De súbito, al venirme a la cabeza la posibilidad de fumar, voló de golpe el desasosiego. Fui a mi despacho, saqué el paquete de donde lo había escondido y extraje lentamente un cigarrillo que olí antes de llevármelo a los labios. No era probable que mi mujer se despertara, jamás lo hacía a media noche, de modo que fumé tumbado en el diván (ya ventilaría la habitación más tarde), llevando el humo hasta lo más hondo de las regiones pulmonares y liberándolo despacio. A ratos observaba los dibujos de la columna de humo y a ratos cerraba los ojos para multiplicar la sensación de paz interior.
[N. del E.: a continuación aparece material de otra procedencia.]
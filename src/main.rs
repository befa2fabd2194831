use std::path::PathBuf;
use std::sync::Arc;
use std::time::Duration;

use anyhow::{Context, Result};
use clap::{Parser, Subcommand};
use serde::Serialize;
use tokio::io::AsyncReadExt;
use tracing::{Level, debug};

use htdp_bridge::config::EngineConfig;
use htdp_bridge::consts::{DEFAULT_BINARY, DEFAULT_TIMEOUT};
use htdp_bridge::engine::htdp::HtdpEngine;
use htdp_bridge::service::Service;
use htdp_bridge::telemetry::init_tracing;

#[derive(Parser)]
#[command(
    name = "htdp-bridge",
    version,
    about = "Transform coordinates between reference frames and epochs with NOAA HTDP."
)]
struct Cli {
    #[command(subcommand)]
    command: Command,

    /// Path to the compiled HTDP binary
    #[arg(long, env = "HTDP_BINARY", default_value = DEFAULT_BINARY, global = true)]
    binary: PathBuf,

    /// Engine timeout in seconds
    #[arg(short, long, env = "HTDP_TIMEOUT_SECS", default_value_t = DEFAULT_TIMEOUT.as_secs(), global = true)]
    timeout: u64,

    /// Parent directory for per-run working directories (default: system temp)
    #[arg(long, env = "HTDP_WORK_ROOT", global = true)]
    work_root: Option<PathBuf>,

    /// Enable debug logging
    #[arg(short, long, global = true)]
    verbose: bool,

    /// Emit JSON-formatted log lines
    #[arg(long, global = true)]
    log_json: bool,
}

#[derive(Subcommand)]
enum Command {
    /// Report readiness
    Health,
    /// List the reference frames HTDP knows, by menu index
    Frames {
        /// Print an aligned table instead of JSON
        #[arg(long)]
        table: bool,
    },
    /// Run a transformation request (JSON) through HTDP
    Transform {
        /// Request file, or `-` for stdin
        #[arg(default_value = "-")]
        payload: String,
    },
    /// Show the stdin script and point file a request would produce, without running HTDP
    Script {
        /// Request file, or `-` for stdin
        #[arg(default_value = "-")]
        payload: String,
    },
}

#[derive(Serialize)]
struct ScriptPreview {
    stdin: Vec<String>,
    input_file: String,
}

#[tokio::main]
async fn main() -> Result<()> {
    let cli = Cli::parse();

    let level = if cli.verbose { Level::DEBUG } else { Level::INFO };
    init_tracing(cli.log_json, level);

    let mut config = EngineConfig::new(&cli.binary);
    if let Some(root) = &cli.work_root {
        config = config.with_work_root(root);
    }
    let timeout = Duration::from_secs(cli.timeout);
    debug!(?config, timeout_secs = cli.timeout, "engine configuration");

    let service = Service::new(Arc::new(HtdpEngine::new(config)), timeout);

    match cli.command {
        Command::Health => print_json(&service.health()),
        Command::Frames { table } => {
            let frames = service.frames();
            if table {
                for frame in &frames {
                    println!("{:>3}  {}", frame.index, frame.label);
                }
                Ok(())
            } else {
                print_json(&frames)
            }
        }
        Command::Transform { payload } => {
            let text = read_payload(&payload).await?;
            let outcome = match service.parse_payload(&text) {
                Ok(raw) => service.transform(&raw).await,
                Err(err) => Err(err),
            };
            match outcome {
                Ok(execution) => print_json(&execution),
                Err(err) => {
                    print_json(&err)?;
                    std::process::exit(1);
                }
            }
        }
        Command::Script { payload } => {
            let text = read_payload(&payload).await?;
            let work_dir = std::env::temp_dir().join("htdp_preview");
            let plan = service
                .parse_payload(&text)
                .and_then(|raw| service.plan(&raw, &work_dir));
            match plan {
                Ok(plan) => print_json(&ScriptPreview {
                    stdin: plan.script,
                    input_file: plan.input_file,
                }),
                Err(err) => {
                    print_json(&err)?;
                    std::process::exit(1);
                }
            }
        }
    }
}

async fn read_payload(source: &str) -> Result<String> {
    if source == "-" {
        let mut text = String::new();
        tokio::io::stdin()
            .read_to_string(&mut text)
            .await
            .context("failed to read request from stdin")?;
        Ok(text)
    } else {
        tokio::fs::read_to_string(source)
            .await
            .with_context(|| format!("failed to read request file {source}"))
    }
}

fn print_json<T: Serialize>(value: &T) -> Result<()> {
    println!("{}", serde_json::to_string_pretty(value)?);
    Ok(())
}
//! Project-wide constants.

use std::time::Duration;

/// Default location of the compiled HTDP binary, relative to the cwd.
pub const DEFAULT_BINARY: &str = "./htdp";

/// Default wall-clock budget for a single engine invocation.
pub const DEFAULT_TIMEOUT: Duration = Duration::from_secs(60);

/// Earliest epoch the HTDP velocity models are valid for (decimal year).
pub const MIN_EPOCH: f64 = 1906.0;

/// Longest point name the engine keeps.
pub const MAX_POINT_NAME_CHARS: usize = 24;

/// Prefix of the temporary working directory created per invocation.
pub const WORK_DIR_PREFIX: &str = "htdp_";

/// File names inside the working directory.
pub const INPUT_FILE_NAME: &str = "points.txt";
pub const OUTPUT_FILE_NAME: &str = "results.txt";
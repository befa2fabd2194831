//! Reference frames offered by the HTDP frame menu, in menu order.

/// `(menu index, label)` pairs exactly as the engine prints them.
pub const FRAME_MENU: &[(u32, &str)] = &[
    (1, "NAD_83(2011/CORS96/2007)"),
    (2, "NAD_83(PA11/PACP00)"),
    (3, "NAD_83(MA11/MARP00)"),
    (4, "WGS72"),
    (5, "WGS84 original (Transit)"),
    (6, "WGS84(G730)"),
    (7, "WGS84(G873)"),
    (8, "WGS84(G1150)"),
    (9, "WGS84(G1674)"),
    (10, "WGS84(G1762)"),
    (11, "WGS84(G2139)"),
    (12, "WGS84(G2296)"),
    (13, "ITRF88"),
    (14, "ITRF89"),
    (15, "ITRF90"),
    (16, "ITRF91"),
    (17, "ITRF92"),
    (18, "ITRF93"),
    (19, "ITRF94"),
    (20, "ITRF96"),
    (21, "ITRF97"),
    (22, "ITRF2000 or IGS00/IGb00"),
    (23, "ITRF2005 or IGS05"),
    (24, "ITRF2008 or IGS08/IGb08"),
    (25, "ITRF2014 or IGS14/IGb14"),
    (26, "ITRF2020 or IGS20/IGb20"),
];
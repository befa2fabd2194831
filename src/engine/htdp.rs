//! Runs the real HTDP binary: one child process per request, in its own
//! throwaway directory.

use std::path::{Path, PathBuf};
use std::process::Stdio;
use std::time::{Duration, Instant};

use async_trait::async_trait;
use tempfile::TempDir;
use tokio::io::AsyncWriteExt;
use tokio::process::Command;
use tracing::{debug, info, warn};

use super::{Engine, EngineExecution, RunPlan};
use crate::codec;
use crate::config::EngineConfig;
use crate::consts::WORK_DIR_PREFIX;
use crate::error::{EngineError, EngineUnavailable};
use crate::request::TransformationRequest;

/// Drives the HTDP executable named in [`EngineConfig`].
pub struct HtdpEngine {
    config: EngineConfig,
}

impl HtdpEngine {
    pub fn new(config: EngineConfig) -> Self {
        Self { config }
    }

    fn create_work_dir(&self) -> Result<TempDir, EngineError> {
        let mut builder = tempfile::Builder::new();
        builder.prefix(WORK_DIR_PREFIX);
        let created = match &self.config.work_root {
            Some(root) => builder.tempdir_in(root),
            None => builder.tempdir(),
        };
        created.map_err(|e| EngineError::io("failed to create HTDP working directory", e))
    }

    /// Spawn the engine, feed it `stdin`, and collect its transcript.
    async fn run(
        &self,
        binary: &Path,
        stdin: String,
        timeout: Duration,
    ) -> Result<(String, String), EngineError> {
        let mut child = Command::new(binary)
            .current_dir(engine_dir(binary))
            .stdin(Stdio::piped())
            .stdout(Stdio::piped())
            .stderr(Stdio::piped())
            .kill_on_drop(true)
            .spawn()
            .map_err(|e| EngineError::io(format!("failed to spawn {}", binary.display()), e))?;

        let mut pipe = child.stdin.take().ok_or_else(|| {
            EngineError::io(
                "failed to open HTDP stdin",
                std::io::Error::other("stdin was not captured"),
            )
        })?;
        let feed = async move {
            let written = pipe.write_all(stdin.as_bytes()).await;
            drop(pipe);
            written
        };

        let started = Instant::now();
        let run = async move { tokio::join!(feed, child.wait_with_output()) };
        let (fed, output) = match tokio::time::timeout(timeout, run).await {
            Ok(finished) => finished,
            Err(_) => {
                warn!(limit_ms = timeout.as_millis() as u64, "HTDP timed out, killing it");
                return Err(EngineError::Timeout { limit: timeout });
            }
        };

        // The engine may exit before reading all of stdin; its exit status decides.
        if let Err(e) = fed {
            debug!(error = %e, "HTDP closed stdin early");
        }
        let output = output.map_err(|e| EngineError::io("failed to wait for HTDP", e))?;

        let stdout = String::from_utf8_lossy(&output.stdout).into_owned();
        let stderr = String::from_utf8_lossy(&output.stderr).into_owned();
        debug!(
            elapsed_ms = started.elapsed().as_millis() as u64,
            code = ?output.status.code(),
            "HTDP exited"
        );

        if !output.status.success() {
            warn!(code = ?output.status.code(), "HTDP exited unsuccessfully");
            return Err(EngineError::ExecutionFailed {
                code: output.status.code(),
                stdout,
                stderr,
            });
        }

        Ok((stdout, stderr))
    }
}

#[async_trait]
impl Engine for HtdpEngine {
    async fn invoke(
        &self,
        request: &TransformationRequest,
        timeout: Duration,
    ) -> Result<EngineExecution, EngineError> {
        let binary = ensure_executable(&self.config.binary).await?;

        // Removed on drop, whichever way this function returns.
        let work_dir = self.create_work_dir()?;
        let plan = RunPlan::new(request, work_dir.path());
        debug!(
            work_dir = %work_dir.path().display(),
            points = request.points().len(),
            script = ?plan.script,
            "prepared HTDP run"
        );

        tokio::fs::write(&plan.input_path, &plan.input_file)
            .await
            .map_err(|e| {
                EngineError::io(format!("failed to write {}", plan.input_path.display()), e)
            })?;

        let (stdout, stderr) = self.run(&binary, plan.stdin(), timeout).await?;

        let results = codec::read_output_file(&plan.output_path)
            .await
            .inspect_err(|e| {
                warn!(path = %plan.output_path.display(), error = %e, "failed to read HTDP output");
            })?;
        info!(
            input_frame = request.input_frame(),
            output_frame = request.output_frame(),
            results = results.len(),
            "HTDP transformation finished"
        );

        Ok(EngineExecution {
            stdout,
            stderr,
            results,
        })
    }
}

/// Check the binary exists and is executable; return its absolute path.
pub async fn ensure_executable(binary: &Path) -> Result<PathBuf, EngineUnavailable> {
    let metadata = tokio::fs::metadata(binary)
        .await
        .map_err(|_| EngineUnavailable::NotFound(binary.to_path_buf()))?;
    if !metadata.is_file() || !is_executable(&metadata) {
        return Err(EngineUnavailable::NotExecutable(binary.to_path_buf()));
    }
    tokio::fs::canonicalize(binary)
        .await
        .map_err(|_| EngineUnavailable::NotFound(binary.to_path_buf()))
}

#[cfg(unix)]
fn is_executable(metadata: &std::fs::Metadata) -> bool {
    use std::os::unix::fs::PermissionsExt;
    metadata.permissions().mode() & 0o111 != 0
}

#[cfg(not(unix))]
fn is_executable(_metadata: &std::fs::Metadata) -> bool {
    true
}

/// HTDP runs from the directory that holds it.
fn engine_dir(binary: &Path) -> &Path {
    match binary.parent() {
        Some(dir) if !dir.as_os_str().is_empty() => dir,
        _ => Path::new("."),
    }
}
//! Error taxonomy for frame resolution, request validation and engine runs.
//!
//! Every fallible operation in the crate returns one of these types. Only
//! [`crate::service`] turns them into the transport representation
//! (`ErrorKind` + message + optional transcript).

use std::fmt;
use std::path::PathBuf;
use std::time::Duration;

use serde::{Deserialize, Serialize};

/// A frame identifier that matched nothing in the catalog.
#[derive(Debug, Clone, PartialEq, Eq, thiserror::Error)]
pub enum UnknownFrame {
    #[error("reference frame cannot be empty")]
    EmptyIdentifier,

    #[error("unknown reference frame index: {0}")]
    NoSuchIndex(i64),

    #[error("unrecognised reference frame '{input}'. Use one of: {choices}")]
    NoSuchAlias { input: String, choices: String },
}

/// One field-scoped problem found while validating a request.
#[derive(Debug, Clone, PartialEq, Serialize, Deserialize)]
pub struct Violation {
    pub field: String,
    pub message: String,
}

impl Violation {
    pub fn new(field: impl Into<String>, message: impl Into<String>) -> Self {
        Self {
            field: field.into(),
            message: message.into(),
        }
    }
}

impl fmt::Display for Violation {
    fn fmt(&self, f: &mut fmt::Formatter<'_>) -> fmt::Result {
        write!(f, "{}: {}", self.field, self.message)
    }
}

/// Every violation found in a request, in field order.
#[derive(Debug, Clone, PartialEq, thiserror::Error)]
#[error("invalid request: {}", join_violations(.violations))]
pub struct ValidationError {
    pub violations: Vec<Violation>,
}

fn join_violations(violations: &[Violation]) -> String {
    violations
        .iter()
        .map(Violation::to_string)
        .collect::<Vec<_>>()
        .join("; ")
}

/// Why the engine binary cannot be used.
#[derive(Debug, Clone, PartialEq, Eq, thiserror::Error)]
pub enum EngineUnavailable {
    #[error("HTDP binary not found at {}", .0.display())]
    NotFound(PathBuf),

    #[error("HTDP binary at {} is not executable", .0.display())]
    NotExecutable(PathBuf),
}

/// Failures of a single engine invocation.
#[derive(Debug, thiserror::Error)]
pub enum EngineError {
    #[error(transparent)]
    Unavailable(#[from] EngineUnavailable),

    #[error("HTDP execution failed with {}", describe_code(.code))]
    ExecutionFailed {
        code: Option<i32>,
        stdout: String,
        stderr: String,
    },

    #[error("HTDP did not finish within {}ms", .limit.as_millis())]
    Timeout { limit: Duration },

    #[error("HTDP output file was not created: {}", .0.display())]
    MissingOutputFile(PathBuf),

    #[error("{context}: {source}")]
    Io {
        context: String,
        #[source]
        source: std::io::Error,
    },
}

fn describe_code(code: &Option<i32>) -> String {
    match code {
        Some(code) => format!("exit code {code}"),
        None => "no exit code (terminated by signal)".to_string(),
    }
}

impl EngineError {
    pub(crate) fn io(context: impl Into<String>, source: std::io::Error) -> Self {
        Self::Io {
            context: context.into(),
            source,
        }
    }

    pub fn kind(&self) -> ErrorKind {
        match self {
            EngineError::Unavailable(_) => ErrorKind::EngineUnavailable,
            EngineError::ExecutionFailed { .. } => ErrorKind::EngineFailed,
            EngineError::Timeout { .. } => ErrorKind::EngineTimeout,
            EngineError::MissingOutputFile(_) => ErrorKind::MissingOutput,
            EngineError::Io { .. } => ErrorKind::Internal,
        }
    }
}

/// Machine-readable error category exposed at the service boundary.
#[derive(Debug, Clone, Copy, PartialEq, Eq, Serialize, Deserialize)]
#[serde(rename_all = "kebab-case")]
pub enum ErrorKind {
    Validation,
    EngineUnavailable,
    EngineFailed,
    EngineTimeout,
    MissingOutput,
    Internal,
}

impl fmt::Display for ErrorKind {
    fn fmt(&self, f: &mut fmt::Formatter<'_>) -> fmt::Result {
        let label = match self {
            ErrorKind::Validation => "validation",
            ErrorKind::EngineUnavailable => "engine-unavailable",
            ErrorKind::EngineFailed => "engine-failed",
            ErrorKind::EngineTimeout => "engine-timeout",
            ErrorKind::MissingOutput => "missing-output",
            ErrorKind::Internal => "internal",
        };
        f.write_str(label)
    }
}
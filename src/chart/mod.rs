//! Chart feed for a time-series renderer
//!
//! The core hands the renderer plain arrays: month labels plus one dataset
//! per series line. Drawing and styling beyond the line color stay with the
//! renderer.

use crate::format::{format_axis_tick, format_currency};
use crate::projection::ProjectionSeries;
use serde::Serialize;

pub const ACCUMULATED_LABEL: &str = "Accumulated Total";
pub const INVESTED_LABEL: &str = "Total Invested";
pub const INTEREST_LABEL: &str = "Total Interest";

/// One line on the chart
#[derive(Debug, Clone, PartialEq, Serialize)]
pub struct ChartDataset {
    pub label: &'static str,
    /// Line color as a hex string
    pub color: &'static str,
    pub data: Vec<f64>,
}

impl ChartDataset {
    /// Tooltip text for one point, e.g. "Total Invested: $1,200.00"
    pub fn tooltip_label(&self, index: usize) -> Option<String> {
        self.data
            .get(index)
            .map(|value| format!("{}: {}", self.label, format_currency(*value)))
    }
}

/// Labels and datasets ready to hand to the renderer
#[derive(Debug, Clone, PartialEq, Serialize)]
pub struct ChartData {
    pub labels: Vec<u32>,
    /// Accumulated, invested, interest (in that order)
    pub datasets: Vec<ChartDataset>,
}

impl ChartData {
    pub fn from_series(series: &ProjectionSeries) -> Self {
        Self {
            labels: series.labels(),
            datasets: vec![
                ChartDataset {
                    label: ACCUMULATED_LABEL,
                    color: "#3498db",
                    data: series.accumulated(),
                },
                ChartDataset {
                    label: INVESTED_LABEL,
                    color: "#e74c3c",
                    data: series.invested(),
                },
                ChartDataset {
                    label: INTEREST_LABEL,
                    color: "#f39c12",
                    data: series.interest(),
                },
            ],
        }
    }

    pub fn tooltip_title(month: u32) -> String {
        format!("Month {}", month)
    }

    /// Value-axis tick text ("$1.5M", "$250K", "$900")
    pub fn tick_label(value: f64) -> String {
        format_axis_tick(value)
    }

    /// Hover text for one month: the title, then one line per dataset
    pub fn tooltip(&self, index: usize) -> Option<Vec<String>> {
        let month = *self.labels.get(index)?;
        let mut lines = vec![Self::tooltip_title(month)];
        lines.extend(self.datasets.iter().filter_map(|ds| ds.tooltip_label(index)));
        Some(lines)
    }

    pub fn to_json(&self) -> Result<String, serde_json::Error> {
        serde_json::to_string(self)
    }
}

impl From<&ProjectionSeries> for ChartData {
    fn from(series: &ProjectionSeries) -> Self {
        Self::from_series(series)
    }
}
En esto, una de las veces que cerré los ojos aquí, los abrí en otro lugar, como si me encontrara en dos sitios a la vez, en uno con los ojos abiertos y en el otro con los ojos cerrados. Fue tal el vértigo, que volví a abrirlos enseguida para comprobar con alivio que me encontraba en mi despacho, tumbado en mi diván, fumando lentamente un cigarrillo. Prevenido por la experiencia anterior, los cerré de nuevo para ver qué ocurría y sucedió lo mismo: que los abrí en otro sitio, en otra habitación, quizá en otro mundo. La habitación era un dormitorio de muebles oscuros muy de mi gusto, pues parecían sólidos y antiguos. Era de noche también, ya que podía ver al otro lado de la ventana, que tenía forma de ojiva, una luna en cuarto creciente que iluminaba parte de la habitación. ¿Quién soy aquí?, me pregunté desde la cama, pues estaba acostado.

Enseguida comprendí que «aquí» yo era el hombrecillo, con el que había entrado en contacto de nuevo de manera gratuita, sin saber el porqué, como siempre. Cuando digo que yo era el hombrecillo, conviene entenderlo literalmente, pues en ese momento no sentí otra división que la física. El hombrecillo y yo éramos de nuevo un mismo Estado compuesto por regiones separadas. Yo era él y supuse que él era yo, pues no percibí que su mente trabajara en esos momentos de manera autónoma respecto de la mía. Deduje enseguida que me encontraba en el mundo de los hombrecillos porque todos los muebles estaban proporcionados a mi tamaño.

Con el temor a perder de nuevo la cobertura, me incorporé despacio, sin realizar un solo movimiento brusco, abandoné la cama y me dirigí en mi versión de hombrecillo a la ventana de la habitación, desde la que a la luz de la luna observé la calle, que tenía el encanto medieval del casco antiguo de las ciudades centroeuropeas. Cada vez que pestañeaba, regresaba a mi versión de hombre grande, en la que, tumbado sobre el diván de mi cuarto de trabajo, fumaba un Camel cuyos efectos narcóticos se manifestaban también, con una violencia sorprendente, en mi versión de hombrecillo.